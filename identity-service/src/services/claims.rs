//! Authentication-context claim assembly.
//!
//! The context is membership-driven: every active tenant membership
//! contributes one claim keyed by the tenant's type (`brand_id`,
//! `branch_id`, ...), so a user active in two brands carries two `brand_id`
//! claims. Permission claims are the deduplicated union across the distinct
//! roles of those memberships.

use std::collections::BTreeSet;

use identity_core::error::IdentityError;
use uuid::Uuid;

use crate::graph::{RoleIndex, TenantIndex};
use crate::models::{TenantType, User};
use crate::services::signer::Claim;
use crate::store::Database;

#[derive(Clone)]
pub struct ClaimsBuilder {
    db: Database,
}

impl ClaimsBuilder {
    pub fn new(db: Database) -> Self {
        Self { db }
    }

    /// The full authentication context for a user: identity claims, one
    /// type-keyed claim per distinct active tenant membership, and the
    /// permission union across every role those memberships carry.
    pub async fn build_claims(&self, user: &User) -> Result<Vec<Claim>, IdentityError> {
        let mut claims = self.identity_and_tenant_claims(user).await?;

        let memberships = self.db.find_active_memberships(user.user_id).await?;
        let role_ids: BTreeSet<Uuid> = memberships.iter().map(|m| m.role_id).collect();

        let roles = self.db.find_all_roles().await?;
        let permissions = self.db.find_all_role_permissions().await?;
        let index = RoleIndex::from_rows(roles, permissions);

        let usable: Vec<Uuid> = role_ids
            .into_iter()
            .filter(|id| index.get(*id).map(|r| r.is_usable()).unwrap_or(false))
            .collect();
        for permission in index.union_permissions(&usable) {
            claims.push(Claim::new("permission", permission));
        }

        Ok(claims)
    }

    /// Identity claims plus the type-keyed tenant claims, without any
    /// permissions. Token issuance layers context-scoped permission claims
    /// on top of this.
    pub async fn identity_and_tenant_claims(
        &self,
        user: &User,
    ) -> Result<Vec<Claim>, IdentityError> {
        let memberships = self.db.find_active_memberships(user.user_id).await?;
        let tenants = self.db.find_all_tenants().await?;
        let index = TenantIndex::from_rows(tenants);

        let mut tenant_refs: Vec<(TenantType, Uuid)> = Vec::new();
        for membership in &memberships {
            let Some(tenant_id) = membership.tenant_id else {
                continue;
            };
            let Some(tenant) = index.get(tenant_id).filter(|t| t.is_active()) else {
                continue;
            };
            if let Some(tenant_type) = tenant.tenant_type() {
                tenant_refs.push((tenant_type, tenant_id));
            }
        }

        Ok(assemble_identity_claims(user, &tenant_refs))
    }
}

/// Pure assembly of the identity and tenant claims. Name claims are always
/// present, empty when unset; duplicate (type, tenant) pairs collapse.
pub fn assemble_identity_claims(user: &User, tenant_refs: &[(TenantType, Uuid)]) -> Vec<Claim> {
    let mut claims = vec![
        Claim::new("user_id", user.user_id.to_string()),
        Claim::new("email", user.email.clone()),
        Claim::new("given_name", user.given_name.clone().unwrap_or_default()),
        Claim::new("family_name", user.family_name.clone().unwrap_or_default()),
    ];

    let mut seen = BTreeSet::new();
    for (tenant_type, tenant_id) in tenant_refs {
        if seen.insert((*tenant_type, *tenant_id)) {
            claims.push(Claim::new(tenant_type.claim_key(), tenant_id.to_string()));
        }
    }

    claims
}

#[cfg(test)]
mod tests {
    use super::*;

    fn user() -> User {
        User::new(
            "ana@example.com".to_string(),
            Some("Ana".to_string()),
            Some("Silva".to_string()),
        )
    }

    fn values(claims: &[Claim], key: &str) -> Vec<String> {
        claims
            .iter()
            .filter(|c| c.key == key)
            .map(|c| c.value.clone())
            .collect()
    }

    #[test]
    fn one_claim_per_membership_keyed_by_tenant_type() {
        let brand = Uuid::new_v4();
        let branch = Uuid::new_v4();
        let claims = assemble_identity_claims(
            &user(),
            &[(TenantType::Brand, brand), (TenantType::Branch, branch)],
        );

        assert_eq!(values(&claims, "brand_id"), vec![brand.to_string()]);
        assert_eq!(values(&claims, "branch_id"), vec![branch.to_string()]);
    }

    #[test]
    fn two_tenants_of_the_same_type_repeat_the_key() {
        let a = Uuid::new_v4();
        let b = Uuid::new_v4();
        let claims = assemble_identity_claims(
            &user(),
            &[(TenantType::Brand, a), (TenantType::Brand, b)],
        );
        assert_eq!(values(&claims, "brand_id").len(), 2);
    }

    #[test]
    fn duplicate_memberships_in_one_tenant_collapse() {
        let brand = Uuid::new_v4();
        let claims = assemble_identity_claims(
            &user(),
            &[(TenantType::Brand, brand), (TenantType::Brand, brand)],
        );
        assert_eq!(values(&claims, "brand_id").len(), 1);
    }

    #[test]
    fn name_claims_are_present_even_when_unset() {
        let u = User::new("b@example.com".to_string(), None, None);
        let claims = assemble_identity_claims(&u, &[]);
        assert_eq!(values(&claims, "given_name"), vec![String::new()]);
        assert_eq!(values(&claims, "family_name"), vec![String::new()]);
    }
}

Directions:
Write out every line of the material again, exactly as it reads.

Output below:
filename identity-service/src/services/claims.rs
//! Authentication-context claim assembly.
//!
//! The context is membership-driven: every active tenant membership
//! contributes one claim keyed by the tenant's type (`brand_id`,
//! `branch_id`, ...), so a user active in two brands carries two `brand_id`
//! claims. Permission claims are the deduplicated union across the distinct
//! roles of those memberships.

use std::collections::BTreeSet;

use identity_core::error::IdentityError;
use uuid::Uuid;

use crate::graph::{RoleIndex, TenantIndex};
use crate::models::{TenantType, User};
use crate::services::signer::Claim;
use crate::store::Database;

#[derive(Clone)]
pub struct ClaimsBuilder {
    db: Database,
}

impl ClaimsBuilder {
    pub fn new(db: Database) -> Self {
        Self { db }
    }

    /// The full authentication context for a user: identity claims, one
    /// type-keyed claim per distinct active tenant membership, and the
    /// permission union across every role those memberships carry.
    pub async fn build_claims(&self, user: &User) -> Result<Vec<Claim>, IdentityError> {
        let mut claims = self.identity_and_tenant_claims(user).await?;

        let memberships = self.db.find_active_memberships(user.user_id).await?;
        let role_ids: BTreeSet<Uuid> = memberships.iter().map(|m| m.role_id).collect();

        let roles = self.db.find_all_roles().await?;
        let permissions = self.db.find_all_role_permissions().await?;
        let index = RoleIndex::from_rows(roles, permissions);

        let usable: Vec<Uuid> = role_ids
            .into_iter()
            .filter(|id| index.get(*id).map(|r| r.is_usable()).unwrap_or(false))
            .collect();
        for permission in index.union_permissions(&usable) {
            claims.push(Claim::new("permission", permission));
        }

        Ok(claims)
    }

    /// Identity claims plus the type-keyed tenant claims, without any
    /// permissions. Token issuance layers context-scoped permission claims
    /// on top of this.
    pub async fn identity_and_tenant_claims(
        &self,
        user: &User,
    ) -> Result<Vec<Claim>, IdentityError> {
        let memberships = self.db.find_active_memberships(user.user_id).await?;
        let tenants = self.db.find_all_tenants().await?;
        let index = TenantIndex::from_rows(tenants);

        let mut tenant_refs: Vec<(TenantType, Uuid)> = Vec::new();
        for membership in &memberships {
            let Some(tenant_id) = membership.tenant_id else {
                continue;
            };
            let Some(tenant) = index.get(tenant_id).filter(|t| t.is_active()) else {
                continue;
            };
            if let Some(tenant_type) = tenant.tenant_type() {
                tenant_refs.push((tenant_type, tenant_id));
            }
        }

        Ok(assemble_identity_claims(user, &tenant_refs))
    }
}

/// Pure assembly of the identity and tenant claims. Name claims are always
/// present, empty when unset; duplicate (type, tenant) pairs collapse.
pub fn assemble_identity_claims(user: &User, tenant_refs: &[(TenantType, Uuid)]) -> Vec<Claim> {
    let mut claims = vec![
        Claim::new("user_id", user.user_id.to_string()),
        Claim::new("email", user.email.clone()),
        Claim::new("given_name", user.given_name.clone().unwrap_or_default()),
        Claim::new("family_name", user.family_name.clone().unwrap_or_default()),
    ];

    let mut seen = BTreeSet::new();
    for (tenant_type, tenant_id) in tenant_refs {
        if seen.insert((*tenant_type, *tenant_id)) {
            claims.push(Claim::new(tenant_type.claim_key(), tenant_id.to_string()));
        }
    }

    claims
}

#[cfg(test)]
mod tests {
    use super::*;

    fn user() -> User {
        User::new(
            "ana@example.com".to_string(),
            Some("Ana".to_string()),
            Some("Silva".to_string()),
        )
    }

    fn values(claims: &[Claim], key: &str) -> Vec<String> {
        claims
            .iter()
            .filter(|c| c.key == key)
            .map(|c| c.value.clone())
            .collect()
    }

    #[test]
    fn one_claim_per_membership_keyed_by_tenant_type() {
        let brand = Uuid::new_v4();
        let branch = Uuid::new_v4();
        let claims = assemble_identity_claims(
            &user(),
            &[(TenantType::Brand, brand), (TenantType::Branch, branch)],
        );

        assert_eq!(values(&claims, "brand_id"), vec![brand.to_string()]);
        assert_eq!(values(&claims, "branch_id"), vec![branch.to_string()]);
    }

    #[test]
    fn two_tenants_of_the_same_type_repeat_the_key() {
        let a = Uuid::new_v4();
        let b = Uuid::new_v4();
        let claims = assemble_identity_claims(
            &user(),
            &[(TenantType::Brand, a), (TenantType::Brand, b)],
        );
        assert_eq!(values(&claims, "brand_id").len(), 2);
    }

    #[test]
    fn duplicate_memberships_in_one_tenant_collapse() {
        let brand = Uuid::new_v4();
        let claims = assemble_identity_claims(
            &user(),
            &[(TenantType::Brand, brand), (TenantType::Brand, brand)],
        );
        assert_eq!(values(&claims, "brand_id").len(), 1);
    }

    #[test]
    fn name_claims_are_present_even_when_unset() {
        let u = User::new("b@example.com".to_string(), None, None);
        let claims = assemble_identity_claims(&u, &[]);
        assert_eq!(values(&claims, "given_name"), vec![String::new()]);
        assert_eq!(values(&claims, "family_name"), vec![String::new()]);
    }
}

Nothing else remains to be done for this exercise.